The thick dressing also makes a great topping for steamed or roasted veggies like broccoli, asparagus, sugar snap peas, green beans, or cauliflower and is a nice dunk for raw veggies, too. You might sauté some tofu or chicken, mound it on hot rice,and spoon the dressing on top—that to me is comfort food.
1. Make the Japanese carrot-ginger dressing: Place the carrot chunks, ginger, shallot or onion, rice vinegar, canola oil, sesame oil, and sugar in a food processor fitted with the metal blade. Pulse until well combined. Add the miso and mirin, if using, and ¼ cup of water and puree until nicely blended and fairly smooth. If you want your dressing a little thinner, you can add another tablespoon or two of water and puree again.
2. Make the salad: Place the lettuce, shredded carrots, cucumber, tomatoes, and broccoli, if using, in a large serving bowl and drizzle about 1⁄2 cup of the dressing on top, or more if desired. Toss the salad and serve.
Mirin: A rice wine used in Japanese cooking, mirin is a bit like sake, but sweeter and with less alcohol. In fact, one kind—shin mirin—has only a trace amount of alcohol; so if you’re buying a fresh bottle for family cooking, that’s the one to choose. You can also leave it out completely, and no one will miss it. Asian (or dark or roasted) sesame oil is made from toasted sesame seeds and has a deep, nutty, very appealing flavor.
Make Ahead: The Japanese carrot-ginger dressing lasts in the fridge for at least a week, so that’s why this is a recipe for a big batch, more than double what you would use for a salad for a family of four or so. Might as well make it worthwhile to rev up the food processor, right? The salad part is just a suggestion—use whatever lettuce and veggies your family is into.

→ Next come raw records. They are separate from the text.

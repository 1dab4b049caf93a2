//! Core service façade and bootstrap helpers.
//!
//! This crate wires a host-provided command bridge into the media core.
//! Desktop hosts and tests typically enable the `desktop-shims` feature
//! (which depends on `bridge-desktop`) and hand over an async
//! [`NativeExecutor`](bridge_traits::NativeExecutor); mobile shells inject
//! their own [`CommandBridge`](bridge_traits::CommandBridge) through
//! [`CoreConfig`].

pub mod error;

pub use error::{CoreError, Result};

pub use core_media::{
    MediaConfig, MediaFailure, MediaHandle, MediaPlugin, PlayOptions, PlaybackState, PlayerKind,
};
pub use core_runtime::config::{CoreConfig, HostPlatform};
pub use core_runtime::logging::{LogFormat, LoggingConfig};

use core_runtime::events::{EventBus, EventStream};
use core_runtime::logging::init_logging;
use std::sync::Arc;
use tracing::info;

/// Primary façade exposed to host applications.
#[derive(Clone)]
pub struct MediaService {
    core: CoreConfig,
    plugin: Arc<MediaPlugin>,
}

impl MediaService {
    /// Create a new service from an already validated host configuration.
    pub fn new(core: CoreConfig, media: MediaConfig) -> Result<Self> {
        let plugin = MediaPlugin::new(&core, media)?;
        info!(platform = %core.platform, "Media service ready");
        Ok(Self {
            core,
            plugin: Arc::new(plugin),
        })
    }

    /// Like [`MediaService::new`], installing the global tracing subscriber
    /// first. Only one subscriber can exist per process.
    pub fn with_logging(
        core: CoreConfig,
        media: MediaConfig,
        logging: LoggingConfig,
    ) -> Result<Self> {
        init_logging(logging).map_err(|err| CoreError::InitializationFailed(err.to_string()))?;
        Self::new(core, media)
    }

    pub fn plugin(&self) -> &Arc<MediaPlugin> {
        &self.plugin
    }

    pub fn config(&self) -> &CoreConfig {
        &self.core
    }

    pub fn event_bus(&self) -> &EventBus {
        &self.core.event_bus
    }

    /// Stream of media and channel events published from now on.
    pub fn events(&self) -> EventStream {
        EventStream::new(self.core.event_bus.subscribe())
    }

    /// Forward the host's platform-ready signal to the plugin.
    pub fn platform_ready(&self) {
        self.plugin.on_platform_ready();
    }

    /// Resolves once the status channel is usable.
    pub async fn ready(&self) {
        self.plugin.wait_until_ready().await;
    }
}

impl std::fmt::Debug for MediaService {
    fn fmt(&self, f: &mut std::fmt::Formatter<'_>) -> std::fmt::Result {
        f.debug_struct("MediaService")
            .field("core", &self.core)
            .field("plugin", &self.plugin)
            .finish()
    }
}

/// Convenience bootstrapper for desktop hosts and tests.
///
/// Wraps `executor` in an [`AsyncCommandBridge`](bridge_desktop::AsyncCommandBridge)
/// on the current Tokio runtime.
///
/// ```ignore
/// use core_service::{bootstrap_desktop, HostPlatform, MediaConfig};
///
/// let service = bootstrap_desktop(executor, HostPlatform::Desktop, MediaConfig::default())?;
/// service.platform_ready();
/// let media = service.plugin().handle("beep.wav", || {}).create();
/// media.play(None);
/// ```
#[cfg(all(feature = "desktop-shims", not(target_arch = "wasm32")))]
pub fn bootstrap_desktop(
    executor: Arc<dyn bridge_traits::NativeExecutor>,
    platform: HostPlatform,
    media: MediaConfig,
) -> Result<MediaService> {
    let bridge = bridge_desktop::AsyncCommandBridge::new(executor)?;
    let core = CoreConfig::builder()
        .command_bridge(Arc::new(bridge))
        .platform(platform)
        .build()?;
    MediaService::new(core, media)
}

What the Kids Can Do: Did you know you can peel ginger with a teaspoon? It’s true—the skin is very thin, and if you take a teaspoon and turn the bowl part in toward the ginger and scrape away with the edge of the spoon, it will take the skin right off quickly. A spoon can get into those creases and crevices of the ginger better than a regular vegetable peeler. This task can safely keep a young sous chef busy for a while. Kids can also measure and dump things for the dressing into the food processor. And they can assemble the salad.
Nutritional information is based on 6 servings and using 3/4 of the dressing.